And now I can start all over again. It’s exciting but daunting. I fear I’m going to suck at this, but I’ll be taking it to work to use during down time so that should really help with the exposure to the new medium. I’ve lost a lot of my feel for natural medium being so digitally-dependent and this is as close as it gets on the computer, at least in this price range. I’m used to doing things a very certain way and with the combination of not only the tablet, which is a whole new way to create, but Painter, which is a program I’m not familiar with, it’s really new territory. Depending on how brave I feel, you may get to see the (possibly rotten) fruits of my endeavors here . . .

January 27, 2008

Rain, rain go away ye bastard

Filed under: General,Migraine — Tom @ 9:37 pm

It began raining sometime last night and hasn’t let up once. Not once. It never stopped raining this entire day. I’m not exaggerating – there has not been a point in this entire day when there wasn’t water falling from the sky. That is extremely unusual. I like rain. We don’t get that much of it here in Arizona. But I like rain where it falls and makes things wet and shiny and the air smell like ozone and then it goes away, and the sun peeks out from behind the clouds. I don’t like when the day is just grey-blue. It’s miserable, and that’s kind of how the day felt. I could never make it in a place like Seattle.

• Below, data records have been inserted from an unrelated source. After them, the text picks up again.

use std::sync::{Arc, Mutex};
use std::thread;
use std::time::{Duration, Instant};

use rolodex_bridge::{AddressBook, BridgeError, BridgeOptions, ScriptRunner};
use rolodex_core::{ContactUpdate, NewContact};

const SAMPLE_ROW: &str =
    "id-1\tAda\tLovelace\tAcme\tmissing value\tmissing value\tmissing value\ta@x.com\t+31 6 48502148\t";

/// Records every script it is handed and optionally sleeps, so tests can
/// assert which scripts ran and whether executions overlapped.
#[derive(Clone, Default)]
struct StubRunner {
    output: String,
    delay: Duration,
    calls: Arc<Mutex<Vec<String>>>,
    spans: Arc<Mutex<Vec<(Instant, Instant)>>>,
}

impl StubRunner {
    fn returning(output: &str) -> Self {
        Self {
            output: output.to_string(),
            ..Default::default()
        }
    }

    fn with_delay(output: &str, delay: Duration) -> Self {
        Self {
            output: output.to_string(),
            delay,
            ..Default::default()
        }
    }

    fn calls(&self) -> Vec<String> {
        self.calls.lock().expect("calls lock").clone()
    }
}

impl ScriptRunner for StubRunner {
    fn run(&self, script: &str, _timeout: Duration) -> rolodex_bridge::Result<String> {
        let start = Instant::now();
        self.calls.lock().expect("calls lock").push(script.to_string());
        if !self.delay.is_zero() {
            thread::sleep(self.delay);
        }
        self.spans
            .lock()
            .expect("spans lock")
            .push((start, Instant::now()));
        Ok(self.output.clone())
    }
}

struct FailingRunner;

impl ScriptRunner for FailingRunner {
    fn run(&self, _script: &str, _timeout: Duration) -> rolodex_bridge::Result<String> {
        Err(BridgeError::Script("execution error: boom (-1728)".to_string()))
    }
}

fn book_with(runner: StubRunner) -> AddressBook<StubRunner> {
    AddressBook::with_runner(runner, BridgeOptions::default())
}

#[test]
fn list_runs_one_script_and_decodes_rows() {
    let runner = StubRunner::returning(SAMPLE_ROW);
    let book = book_with(runner.clone());

    let contacts = book.list_contacts(None).expect("list");
    assert_eq!(contacts.len(), 1);
    assert_eq!(contacts[0].full_name, "Ada Lovelace");

    let calls = runner.calls();
    assert_eq!(calls.len(), 1);
    assert!(calls[0].contains("if contactCount >= 50 then exit repeat"));
}

#[test]
fn list_honors_a_caller_limit() {
    let runner = StubRunner::returning("");
    let book = book_with(runner.clone());
    book.list_contacts(Some(5)).expect("list");
    assert!(runner.calls()[0].contains("if contactCount >= 5 then exit repeat"));
}

#[test]
fn get_with_no_match_is_none_not_an_error() {
    let runner = StubRunner::returning("");
    let book = book_with(runner);
    assert!(book.get_contact("missing-id").expect("get").is_none());
}

#[test]
fn create_without_identity_never_invokes_the_runner() {
    let runner = StubRunner::returning("new-id");
    let book = book_with(runner.clone());

    let draft = NewContact {
        email: Some("a@x.com".to_string()),
        ..Default::default()
    };
    let err = book.create_contact(&draft).unwrap_err();
    assert!(matches!(err, BridgeError::InvalidInput(_)));
    assert!(runner.calls().is_empty());
}

#[test]
fn create_returns_the_new_id() {
    let runner = StubRunner::returning("ABCD-EF:ABPerson");
    let book = book_with(runner.clone());

    let draft = NewContact {
        first_name: Some("Ada".to_string()),
        ..Default::default()
    };
    let id = book.create_contact(&draft).expect("create");
    assert_eq!(id, "ABCD-EF:ABPerson");
    assert_eq!(runner.calls().len(), 1);
}

#[test]
fn empty_update_is_a_noop_without_external_call() {
    let runner = StubRunner::returning("true");
    let book = book_with(runner.clone());

    let applied = book
        .update_contact("id-1", &ContactUpdate::default())
        .expect("update");
    assert!(!applied);
    assert!(runner.calls().is_empty());
}

#[test]
fn update_reports_the_script_verdict() {
    let patch = ContactUpdate {
        first_name: Some("Augusta".to_string()),
        ..Default::default()
    };

    let book = book_with(StubRunner::returning("true"));
    assert!(book.update_contact("id-1", &patch).expect("update"));

    let book = book_with(StubRunner::returning("false"));
    assert!(!book.update_contact("id-1", &patch).expect("update"));
}

#[test]
fn delete_collapses_not_found_to_false() {
    let book = book_with(StubRunner::returning("false"));
    assert!(!book.delete_contact("missing-id").expect("delete"));
}

#[test]
fn lookup_searches_the_trailing_seven_digits() {
    let runner = StubRunner::returning(SAMPLE_ROW);
    let book = book_with(runner.clone());

    let contact = book
        .lookup_by_phone("+31 648 502 148")
        .expect("lookup")
        .expect("match");
    assert_eq!(contact.id, "id-1");

    let calls = runner.calls();
    assert!(calls[0].contains("if value of ph contains \"8502148\""));
    assert!(calls[0].contains("with timeout of 300 seconds"));
}

#[test]
fn lookup_without_digits_never_invokes_the_runner() {
    let runner = StubRunner::returning(SAMPLE_ROW);
    let book = book_with(runner.clone());
    assert!(book.lookup_by_phone("no digits here").expect("lookup").is_none());
    assert!(runner.calls().is_empty());
}

#[test]
fn script_failures_surface_to_the_caller() {
    let book = AddressBook::with_runner(FailingRunner, BridgeOptions::default());
    let err = book.list_contacts(None).unwrap_err();
    match err {
        BridgeError::Script(message) => assert!(message.contains("-1728")),
        other => panic!("unexpected error: {other:?}"),
    }
}

#[test]
fn concurrent_operations_never_overlap() {
    let runner = StubRunner::with_delay("", Duration::from_millis(25));
    let spans = runner.spans.clone();
    let book = Arc::new(book_with(runner));

    let handles: Vec<_> = (0..4)
        .map(|_| {
            let book = Arc::clone(&book);
            thread::spawn(move || {
                book.list_contacts(None).expect("list");
            })
        })
        .collect();
    for handle in handles {
        handle.join().expect("join");
    }

    let mut spans = spans.lock().expect("spans lock").clone();
    spans.sort_by_key(|(start, _)| *start);
    assert_eq!(spans.len(), 4);
    for pair in spans.windows(2) {
        assert!(
            pair[0].1 <= pair[1].0,
            "script executions overlapped: {pair:?}"
        );
    }
}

Regardless, it was a productive day. I went out and got a couple of air filters for the cars and replaced both the engine and cabin air filters . . . well, I replaced my engine air filter because the one I got for Alissa’s car turned out to be the wrong one. Stupid book at Pep Boys listed two filters for her Accord. I grabbed the second one for no apparent reason and it turned out to be wrong for no apparent reason. And after all that damned work – Honda doesn’t make it easy like some other manufactures do to replace air filters. You know, a few nice clips and it pops open. No, they’ve got screws and then some screwy orientation where junk is attached that keeps the filter cover from moving. It was a job and it shouldn’t have been. I blame this on Honda’s ridiculous desire to keep owners coming back to them for service. I don’t like doing these jobs myself, but I know for $15 I can do this in 15 minutes. Sure I’ll be a mess, but it’s a lot cheaper than having them do it. As for the cabin air filter, this is always a nice service – it takes 2 minutes and is very easy, and the end result is clean, fresh air that flows a lot faster. (And, believe it or not, I ordered those filters online – it was far cheaper to order two and pay shipping than to buy both and get them locally. That’s kind of sad, but it’s reality.)

Then I hung up a couple of very clever devices. If I had any idea what they were called, I’d tell you, but I’ll just have to describe: they simply hold your handled yard tools (rakes, brooms, shovels, etc.) by pressure exerted with a little rolling wheel that moves up against the handle, so many different sizes can be handled easily. It’s a very handy way to clean up a messy bunch of tools like I have and took about 15 minutes to install. Bought ’em at Costco if you’re looking for them for about $6 (for two!)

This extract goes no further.